Senate Veterans Affairs Committee Chairman Sen. Bernie Sanders, I-Vt., speaks Wednesday to reporters in the Capitol about VA reform. (J. Scott Applewhite / AP)
WASHINGTON — With Congress scheduled to recess in a week, the chairmen of the House and Senate Veterans Affairs committees offered competing proposals Thursday to fix a veterans’ health care program scandalized by long patient wait times and falsified records covering up the delays.
Both proposals would scale back separate House- and Senate-passed bills after lawmakers in both parties expressed shock at price tags totaling more than $35 billion. The new proposals would still allow veterans to go to private doctors if they face long waits for appointments at VA hospitals and clinics, or if they live more than 40 miles from a VA site.
Sen. Bernie Sanders, I-Vt., chairman of the Senate panel, made the first move, announcing a proposal that would cost about $25 billion over three years to lease new clinics, hire thousands of doctors and nurses, and make it easier for veterans who can’t get prompt appointments with VA doctors to get outside care.
The proposed price tag is $10 billion less than a bill passed by the Senate last month and nearly $20 billion less than a House-backed measure.

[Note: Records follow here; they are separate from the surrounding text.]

/// 20-byte account identifiers with EIP-55 checksum handling
use k256::ecdsa::VerifyingKey;
use serde::{Deserialize, Deserializer, Serialize, Serializer};
use std::fmt;
use std::str::FromStr;

use crate::crypto::keccak256;
use crate::error::{Result, SdkError};

pub const ADDRESS_LEN: usize = 20;

#[derive(Clone, Copy, PartialEq, Eq, PartialOrd, Ord, Hash, Default)]
pub struct Address(pub [u8; ADDRESS_LEN]);

impl Address {
    pub const ZERO: Address = Address([0u8; ADDRESS_LEN]);

    pub fn from_slice(bytes: &[u8]) -> Result<Self> {
        if bytes.len() != ADDRESS_LEN {
            return Err(SdkError::MalformedInput(format!(
                "address must be {} bytes, got {}",
                ADDRESS_LEN,
                bytes.len()
            )));
        }
        let mut out = [0u8; ADDRESS_LEN];
        out.copy_from_slice(bytes);
        Ok(Self(out))
    }

    /// Last 20 bytes of keccak256 over the uncompressed public key (tag byte stripped)
    pub fn from_verifying_key(key: &VerifyingKey) -> Self {
        let point = key.to_encoded_point(false);
        let hash = keccak256(&point.as_bytes()[1..]);
        let mut out = [0u8; ADDRESS_LEN];
        out.copy_from_slice(&hash[12..]);
        Self(out)
    }

    pub fn as_bytes(&self) -> &[u8; ADDRESS_LEN] {
        &self.0
    }

    /// Lowercase `0x` form, used as the issuance map key
    pub fn to_lower_hex(&self) -> String {
        format!("0x{}", hex::encode(self.0))
    }

    /// EIP-55 mixed-case form
    pub fn to_checksum(&self) -> String {
        let lower = hex::encode(self.0);
        let hash = keccak256(lower.as_bytes());

        let mut out = String::with_capacity(42);
        out.push_str("0x");
        for (i, c) in lower.chars().enumerate() {
            let nibble = (hash[i / 2] >> (if i % 2 == 0 { 4 } else { 0 })) & 0x0f;
            if c.is_ascii_alphabetic() && nibble >= 8 {
                out.push(c.to_ascii_uppercase());
            } else {
                out.push(c);
            }
        }
        out
    }
}

impl FromStr for Address {
    type Err = SdkError;

    fn from_str(s: &str) -> Result<Self> {
        let body = s
            .strip_prefix("0x")
            .or_else(|| s.strip_prefix("0X"))
            .unwrap_or(s);

        if body.len() != ADDRESS_LEN * 2 || !body.chars().all(|c| c.is_ascii_hexdigit()) {
            return Err(SdkError::MalformedInput(format!("{}: invalid address", s)));
        }

        let bytes = hex::decode(body)
            .map_err(|e| SdkError::MalformedInput(format!("{}: {}", s, e)))?;
        let address = Self::from_slice(&bytes)?;

        // Single-case input carries no checksum
        let has_lower = body.chars().any(|c| c.is_ascii_lowercase());
        let has_upper = body.chars().any(|c| c.is_ascii_uppercase());
        if has_lower && has_upper && address.to_checksum()[2..] != *body {
            return Err(SdkError::MalformedInput(format!("{}: bad checksum", s)));
        }

        Ok(address)
    }
}

impl fmt::Display for Address {
    fn fmt(&self, f: &mut fmt::Formatter<'_>) -> fmt::Result {
        f.write_str(&self.to_lower_hex())
    }
}

impl fmt::Debug for Address {
    fn fmt(&self, f: &mut fmt::Formatter<'_>) -> fmt::Result {
        f.write_str(&self.to_checksum())
    }
}

impl Serialize for Address {
    fn serialize<S: Serializer>(&self, serializer: S) -> std::result::Result<S::Ok, S::Error> {
        serializer.serialize_str(&self.to_lower_hex())
    }
}

impl<'de> Deserialize<'de> for Address {
    fn deserialize<D: Deserializer<'de>>(deserializer: D) -> std::result::Result<Self, D::Error> {
        let s = String::deserialize(deserializer)?;
        s.parse().map_err(serde::de::Error::custom)
    }
}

Rep. Jeff Miller, R-Fla., chairman of the House veterans panel, countered hours later with a proposal that would require only $10 billion in emergency spending, with a promise of more spending in future years under the normal congressional budget process. Miller’s bill would keep most of the provisions in the Senate-passed bill and also would authorize about $100 for the Department of Veterans Affairs to address shortfalls in the current budget year.
Miller announced his plan at a hastily scheduled meeting of House and Senate negotiators who have been working on the veterans bill for more than a month. Sanders skipped the meeting, as did all Democrats on the negotiating committee except one, Rep. Ann Kirkpatrick, D-Ariz.
House Speaker John Boehner called Democrats’ nonappearance at the meeting “shameful” and said that if President Obama cares about America’s veterans, “he needs to pick up his phone out in California and tell Senate Democrats to get to work.”
Despite the partisan divide, Miller said talks on the veterans had not collapsed and that he remains optimistic a deal can be reached before Congress adjourns next week until September.
Sanders called Miller’s proposal a “take-it-or-leave-it gambit” that showed a lack of good faith.
“We don’t need more speeches and posturing. We need serious negotiations — 24/7 if necessary — to resolve our differences in order to pass critical legislation,” Sanders said.
Miller said his proposal was merely “a public offer” that allows everyone to see what negotiators have been discussing in private for weeks.
“I am prepared keep negotiating for as long as it takes to reach a deal, and I hope Senate Democrats will work with me to address VA’s delays in care and accountability crises,” Miller said
The Obama administration says it needs about $17.6 billion to hire thousands of doctors, nurses and other health professionals, lease new facilities and upgrade its computers to reduce a backlog of veterans awaiting care at VA hospitals and clinics. The administration’s request does not include money to allow more veterans to go to private doctors to avoid long waits for VA care. Expansion of private care was the biggest cost in the bills approved by Congress.
Republicans complained that Acting VA Secretary Sloan Gibson’s budget request was thinly documented. Miller told Gibson on Thursday he was surprised that such a large request was made in a slim, three-page memo.
The request “makes it very difficult for us to do our job” Miller told Gibson at a hearing of the House veterans’ panel.
Gibson said the request reflected his judgment about what the department needs to address current problems.
The VA request includes $8.2 billion to hire 1,500 doctors and thousands of nurses and other medical and mental health professionals; $6 billion for construction projects to improve safety or patient access; $1.2 billion for computer enhancements; and $400 million for more staff to deal with the agency’s backlog of benefits claims.